This is an automated email from the ASF dual-hosted git repository.

dbecker pushed a commit to branch master
in repository https://gitbox.apache.org/repos/asf/impala.git


The following commit(s) were added to refs/heads/master by this push:
     new 7e92f80a1 IMPALA-13407: Codegen fails with struct in TOP-N
7e92f80a1 is described below

commit 7e92f80a1bcf4d1f3adc0008f81f5d193eec82c2
Author: Daniel Becker <[email protected]>
AuthorDate: Mon Sep 30 15:53:46 2024 +0200

    IMPALA-13407: Codegen fails with struct in TOP-N
    
    The following query succeeded with codegen disabled but failed with
    codegen enabled:
    
      use functional_parquet;
      select str, alltypes from complextypes_structs order by str limit 4;
    
    The root cause is the handling of CHARs in
    CodegenAnyVal::StructChildToReadWriteInfo().
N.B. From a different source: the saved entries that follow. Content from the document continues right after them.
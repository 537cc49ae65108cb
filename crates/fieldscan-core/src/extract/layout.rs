//! Table region detection over plain text lines.
//!
//! Finds runs of rows split into columns by pipes, tabs or aligned runs of
//! spaces. Regions never span a page break.

use crate::models::DocumentLine;
use crate::rules::patterns::{COLUMN_GAP, SEPARATOR_ROW};

/// How a row is split into cells.
#[derive(Debug, Clone, Copy, PartialEq, Eq, Hash)]
pub enum ColumnSeparator {
    Pipe,
    Tab,
    Spaces,
}

/// One cell of a table row.
#[derive(Debug, Clone, PartialEq, Eq)]
pub struct TableCell {
    /// Trimmed cell text.
    pub text: String,
    /// Byte offset of the trimmed text within its line.
    pub start: usize,
}

/// A row of a detected table.
#[derive(Debug, Clone, PartialEq, Eq)]
pub struct TableRow {
    /// Line index in the document.
    pub line: usize,
    pub cells: Vec<TableCell>,
}

impl TableRow {
    pub fn len(&self) -> usize {
        self.cells.len()
    }

    pub fn is_empty(&self) -> bool {
        self.cells.is_empty()
    }

    pub fn cell(&self, col: usize) -> Option<&TableCell> {
        self.cells.get(col)
    }
}

/// A detected table: a header row and at least one data row.
#[derive(Debug, Clone, PartialEq, Eq)]
pub struct TableRegion {
    pub separator: ColumnSeparator,
    /// First row of the region.
    pub header: TableRow,
    /// Rows below the header, in line order. Ragged rows are kept.
    pub rows: Vec<TableRow>,
    /// Whether a separator row sits directly below the header.
    pub underlined: bool,
}

impl TableRegion {
    /// Number of columns defined by the header.
    pub fn num_cols(&self) -> usize {
        self.header.len()
    }

    /// Data rows whose cell count matches the header.
    pub fn aligned_rows(&self) -> impl Iterator<Item = &TableRow> {
        let cols = self.num_cols();
        self.rows.iter().filter(move |r| r.len() == cols)
    }

    /// Header and data rows in line order.
    pub fn all_rows(&self) -> impl Iterator<Item = &TableRow> {
        std::iter::once(&self.header).chain(self.rows.iter())
    }

    pub fn first_line(&self) -> usize {
        self.header.line
    }

    pub fn last_line(&self) -> usize {
        self.rows.last().map_or(self.header.line, |r| r.line)
    }

    pub fn contains_line(&self, line: usize) -> bool {
        (self.first_line()..=self.last_line()).contains(&line)
    }
}

/// Split a line into cells.
///
/// Pipes win over tabs, tabs over space runs. Returns `None` for lines with
/// fewer than two cells.
pub fn split_row(line: &str) -> Option<(ColumnSeparator, Vec<TableCell>)> {
    let (separator, cells) = if line.contains('|') {
        (ColumnSeparator::Pipe, split_on(line, pipe_spans))
    } else if line.contains('\t') {
        (ColumnSeparator::Tab, split_on(line, gap_spans))
    } else {
        (ColumnSeparator::Spaces, split_on(line, gap_spans))
    };

    if cells.len() < 2 {
        return None;
    }
    Some((separator, cells))
}

fn pipe_spans(s: &str) -> Vec<(usize, usize)> {
    s.match_indices('|').map(|(i, _)| (i, i + 1)).collect()
}

fn gap_spans(s: &str) -> Vec<(usize, usize)> {
    COLUMN_GAP.find_iter(s).map(|m| (m.start(), m.end())).collect()
}

fn split_on<F>(line: &str, delimiters: F) -> Vec<TableCell>
where
    F: Fn(&str) -> Vec<(usize, usize)>,
{
    let mut cells = Vec::new();
    let mut start = 0;
    let mut push = |from: usize, to: usize| {
        let raw = &line[from..to];
        let text = raw.trim();
        if !text.is_empty() {
            let lead = raw.len() - raw.trim_start().len();
            cells.push(TableCell {
                text: text.to_string(),
                start: from + lead,
            });
        }
    };
    for (d_start, d_end) in delimiters(line) {
        push(start, d_start);
        start = d_end;
    }
    push(start, line.len());
    cells
}

/// Whether a line is a dashed / underscored / equals separator row.
pub fn is_separator_row(line: &str) -> bool {
    SEPARATOR_ROW.is_match(line)
}

/// Detect every table region in the document.
///
/// A space-aligned row needs at least three cells, unless a separator row
/// directly below the header marks it, in which case two cells suffice for
/// the header and every row of the region.
pub fn detect_regions(lines: &[DocumentLine]) -> Vec<TableRegion> {
    let mut regions = Vec::new();
    let mut i = 0;

    while i < lines.len() {
        let line = &lines[i];
        let Some((separator, cells)) = (!is_separator_row(&line.text))
            .then(|| split_row(&line.text))
            .flatten()
        else {
            i += 1;
            continue;
        };

        let underlined = lines
            .get(i + 1)
            .is_some_and(|next| next.page == line.page && is_separator_row(&next.text));
        let min_cells = if separator == ColumnSeparator::Spaces && !underlined {
            3
        } else {
            2
        };
        if cells.len() < min_cells {
            i += 1;
            continue;
        }

        let mut rows = Vec::new();
        let mut j = if underlined { i + 2 } else { i + 1 };
        while j < lines.len() && lines[j].page == line.page {
            let text = &lines[j].text;
            if text.trim().is_empty() || is_separator_row(text) {
                j += 1;
                continue;
            }
            match split_row(text) {
                Some((sep, row_cells)) if sep == separator && row_cells.len() >= min_cells => {
                    rows.push(TableRow {
                        line: j,
                        cells: row_cells,
                    });
                    j += 1;
                }
                _ => break,
            }
        }

        match rows.last() {
            Some(last) => {
                let next = last.line + 1;
                regions.push(TableRegion {
                    separator,
                    header: TableRow { line: i, cells },
                    rows,
                    underlined,
                });
                i = next;
            }
            None => i += 1,
        }
    }

    regions
}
The code assumed that CHARs
    could be handled the same way as STRINGs and VARCHARs but this is
    incorrect. This patch fixes it by adding CHAR-specific handling.
    
    Testing:
     - added test queries to top-n-complex.test and also sort-complex.test
       for consistency
     - cleanup: moved one test with a LIMIT clause from
       sort-complex.test to top-n-complex.test; also brought the two test
       files in sync by adding counterparts to queries with and without
       LIMIT clauses in the other file where they were missing.
    
    Change-Id: I25c3ad73dea062a0de2402c20f39097625fbb2c8
    Reviewed-on: http://gerrit.cloudera.org:8080/21865
    Reviewed-by: Impala Public Jenkins <[email protected]>
    Tested-by: Impala Public Jenkins <[email protected]>
---
 be/src/codegen/codegen-anyval.cc                   | 23 ++++---
 .../queries/QueryTest/sort-complex.test            | 19 +++++-
 .../queries/QueryTest/top-n-complex.test           | 70 ++++++++++++++++++++++
 3 files changed, 99 insertions(+), 13 deletions(-)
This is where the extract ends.